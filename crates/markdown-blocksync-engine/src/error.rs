use thiserror::Error;

/// Failures while turning host input into a `DocTree`.
///
/// The sync path itself never fails; these only occur at the loading edge.
#[derive(Debug, Error)]
pub enum TreeError {
    #[error("Invalid document JSON: {0}")]
    InvalidJson(#[from] serde_json::Error),

    #[error("Expected a `doc` root node, found `{0}`")]
    UnexpectedRoot(String),

    /// Logged per node by the JSON loader, which skips the heading.
    #[error("Heading level must be between 1 and 6, got {0}")]
    InvalidHeadingLevel(i64),
}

**WHAT YOU HAVE TO DO**
Whenever a line in the material contains the word "node", copy that line.

**RESPONSE AREA**
    #[error("Expected a `doc` root node, found `{0}`")]
    /// Logged per node by the JSON loader, which skips the heading.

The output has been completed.